1.4 The remarks of 1.2 on the desired automatic functioning of the device must, of course, assume that it functions faultlessly. Malfunctioning of any device has, however, always a finite probability—and for a complicated device and a long sequence of operations it may not be possible to keep this probability negligible. Any error may vitiate the entire output of the device. For the recognition and correction of such malfunctions intelligent human intervention will in general be necessary.

However, it may be possible to avoid even these phenomena to some extent. The device may recognize the most frequent malfunctions automatically, indicate their presence and location by externally visible signs, and then stop. Under certain conditions it might even carry out the necessary correction automatically and continue (cf. {3.3}).

...

3.3 In the course of this discussion the viewpoints of 1.4, concerned with the detection, location, and under certain conditions even correction, of malfunctions must also receive some consideration. That is, attention must be given to facilities for checking errors. We will not be able to do anything like full justice to this important subject, but we will try to consider it at least cursorily whenever this seems essential.2

 

The practical problems that concerned von Neumann and the designers of the EDVAC in 1945 were the reliability of vacuum tubes and the main memory stored with mercury delay lines. (A modern hard drive is an amazing electromechanical device as well, which finally is starting to be replaced with solid-state memory.) The invention of the transistor, integrated circuit, and error-correcting codes make von Neumann's concerns seem quaint today.
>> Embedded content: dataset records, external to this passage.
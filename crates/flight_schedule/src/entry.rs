//! Downstream entry construction.
//!
//! A [`ScheduleLine`] is one resolved order line: its canonical days and
//! times, pricing, and consolidated runs. Each run becomes one [`EntrySpec`],
//! the unit the traffic system books.

use flight_core::types::{Date, TimeOfDay, WeekdaySet};
use std::fmt;

use crate::consolidation::ConsolidationRun;
use crate::daily_cap::run_daily_cap;
use crate::day_pattern::DayPattern;
use crate::ros::Language;
use crate::time_range::TimeRange;

/// Whether spots are sold or given as a bonus.
#[derive(Copy, Clone, Debug, Default, PartialEq, Eq, Hash)]
#[cfg_attr(feature = "serde", derive(serde::Serialize, serde::Deserialize))]
#[cfg_attr(feature = "serde", serde(rename_all = "snake_case"))]
pub enum SpotKind {
    /// Sold at the line rate.
    #[default]
    Paid,
    /// No-charge spots; rate is always zero.
    Bonus,
}

impl fmt::Display for SpotKind {
    fn fmt(&self, f: &mut fmt::Formatter<'_>) -> fmt::Result {
        match self {
            SpotKind::Paid => f.write_str("paid"),
            SpotKind::Bonus => f.write_str("bonus"),
        }
    }
}

/// One resolved order line.
///
/// # Examples
///
/// ```
/// use flight_schedule::consolidation::{consolidate_weeks, weekly_slots};
/// use flight_schedule::day_pattern::DayPattern;
/// use flight_schedule::entry::ScheduleLine;
/// use flight_schedule::time_range::parse_time_range;
/// use flight_core::types::Date;
///
/// let start = Date::from_ymd(2025, 4, 28).unwrap();
/// let runs = consolidate_weeks(&weekly_slots(start, &[10, 10, 5]), start.add_days(20));
/// let line = ScheduleLine::new(DayPattern::MonFri, parse_time_range("7p-8p").range, runs)
///     .with_rate(25.0)
///     .with_duration(30);
///
/// let entries = line.entries();
/// assert_eq!(entries.len(), 2);
/// assert_eq!(entries[0].daily_cap, 2);
/// assert_eq!(line.total_spots(), 25);
/// assert_eq!(entries[0].duration_timecode(), "00:00:30:00");
/// ```
#[derive(Clone, Debug, PartialEq)]
#[cfg_attr(feature = "serde", derive(serde::Serialize))]
pub struct ScheduleLine {
    /// Canonical days.
    pub pattern: DayPattern,
    /// Canonical air times.
    pub range: TimeRange,
    /// Rate per spot.
    pub rate: f64,
    /// Spot length in seconds.
    pub duration_secs: u32,
    /// Paid or bonus.
    pub kind: SpotKind,
    /// Consolidated runs, in flight order.
    pub runs: Vec<ConsolidationRun>,
    /// Free-text programme description.
    pub description: Option<String>,
    /// Programming language, when known.
    pub language: Option<Language>,
}

impl ScheduleLine {
    /// Creates a paid line with zero rate and a 30-second spot length.
    pub fn new(pattern: DayPattern, range: TimeRange, runs: Vec<ConsolidationRun>) -> Self {
        Self {
            pattern,
            range,
            rate: 0.0,
            duration_secs: 30,
            kind: SpotKind::Paid,
            runs,
            description: None,
            language: None,
        }
    }

    /// Sets the rate per spot. Ignored for bonus lines.
    pub fn with_rate(mut self, rate: f64) -> Self {
        self.rate = match self.kind {
            SpotKind::Paid => rate,
            SpotKind::Bonus => 0.0,
        };
        self
    }

    /// Sets the spot length in seconds.
    pub fn with_duration(mut self, duration_secs: u32) -> Self {
        self.duration_secs = duration_secs;
        self
    }

    /// Sets the spot kind; bonus lines drop their rate.
    pub fn with_kind(mut self, kind: SpotKind) -> Self {
        self.kind = kind;
        if kind == SpotKind::Bonus {
            self.rate = 0.0;
        }
        self
    }

    /// Sets the programme description.
    pub fn with_description(mut self, description: impl Into<String>) -> Self {
        self.description = Some(description.into());
        self
    }

    /// Sets the programming language.
    pub fn with_language(mut self, language: Language) -> Self {
        self.language = Some(language);
        self
    }

    /// Total spots across all runs.
    pub fn total_spots(&self) -> u32 {
        self.runs.iter().map(ConsolidationRun::total_spots).sum()
    }

    /// Total cost of the line (`rate × total_spots`).
    pub fn gross_amount(&self) -> f64 {
        self.rate * f64::from(self.total_spots())
    }

    /// Builds one entry per run.
    pub fn entries(&self) -> Vec<EntrySpec> {
        self.runs
            .iter()
            .map(|run| EntrySpec {
                start_date: run.start_date(),
                end_date: run.end_date(),
                pattern: self.pattern,
                weekdays: self.pattern.weekdays(),
                start_time: self.range.start(),
                end_time: self.range.end(),
                total_spots: run.total_spots(),
                spots_per_week: run.spots_per_week(),
                daily_cap: run_daily_cap(run, self.pattern),
                rate: self.rate,
                duration_secs: self.duration_secs,
                kind: self.kind,
                description: self.description.clone(),
            })
            .collect()
    }
}

/// One entry as booked downstream.
#[derive(Clone, Debug, PartialEq)]
#[cfg_attr(feature = "serde", derive(serde::Serialize))]
pub struct EntrySpec {
    /// First air date.
    pub start_date: Date,
    /// Last air date.
    pub end_date: Date,
    /// Canonical days.
    pub pattern: DayPattern,
    /// Weekday checkboxes.
    pub weekdays: WeekdaySet,
    /// Earliest air time.
    pub start_time: TimeOfDay,
    /// Latest air time.
    pub end_time: TimeOfDay,
    /// Spots across the entry.
    pub total_spots: u32,
    /// Spots in each week.
    pub spots_per_week: u32,
    /// Most spots on any one day.
    pub daily_cap: u32,
    /// Rate per spot.
    pub rate: f64,
    /// Spot length in seconds.
    pub duration_secs: u32,
    /// Paid or bonus.
    pub kind: SpotKind,
    /// Free-text programme description.
    pub description: Option<String>,
}

impl EntrySpec {
    /// Formats the spot length as an `HH:MM:SS:FF` timecode.
    ///
    /// # Examples
    ///
    /// ```
    /// use flight_schedule::entry::EntrySpec;
    ///
    /// assert_eq!(EntrySpec::timecode(30), "00:00:30:00");
    /// assert_eq!(EntrySpec::timecode(60), "00:01:00:00");
    /// assert_eq!(EntrySpec::timecode(3661), "01:01:01:00");
    /// ```
    pub fn timecode(seconds: u32) -> String {
        format!(
            "{:02}:{:02}:{:02}:00",
            seconds / 3600,
            (seconds / 60) % 60,
            seconds % 60
        )
    }

    /// Returns the entry's spot length as a timecode.
    pub fn duration_timecode(&self) -> String {
        Self::timecode(self.duration_secs)
    }

    /// Total cost of the entry (`rate × total_spots`).
    pub fn gross_amount(&self) -> f64 {
        self.rate * f64::from(self.total_spots)
    }

    /// Returns whether the entry carries bonus spots.
    #[inline]
    pub fn is_bonus(&self) -> bool {
        self.kind == SpotKind::Bonus
    }
}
Single-bit errors and even multi-bit errors in computer systems, while still possible, are sufficiently rare that these problems are considered unimportant. The possible failure of system components, however, can no longer be ignored with the advent of cloud computers that fill acres of space with commodity servers.

 

Murphy's Law Triumphs Over Moore's Law

A cloud computer is composed of so many components, each with a finite probability of failure, that the probability of all the components running without error at any point in time is close to zero. Failure and automated recovery are hence essential areas of concern not only at the hardware layer but also with the software components. In short, we are at the point where Murphy's law has conquered Moore's law. Assuming that all the components make a system work flawlessly is a luxury that is no longer possible. Fortunately, techniques for handling bit-level corruption can be adjusted and scaled to cloud computers, so most bit-level errors can be detected, if not fixed. The types of failures we are worried about, however, are those of a server or whole groups of servers. We are also at a point where the rates of certain failures are so high that von Neumann's suggestion that the system simply detect the error and wait for a human operator to intervene is no longer economically sensible.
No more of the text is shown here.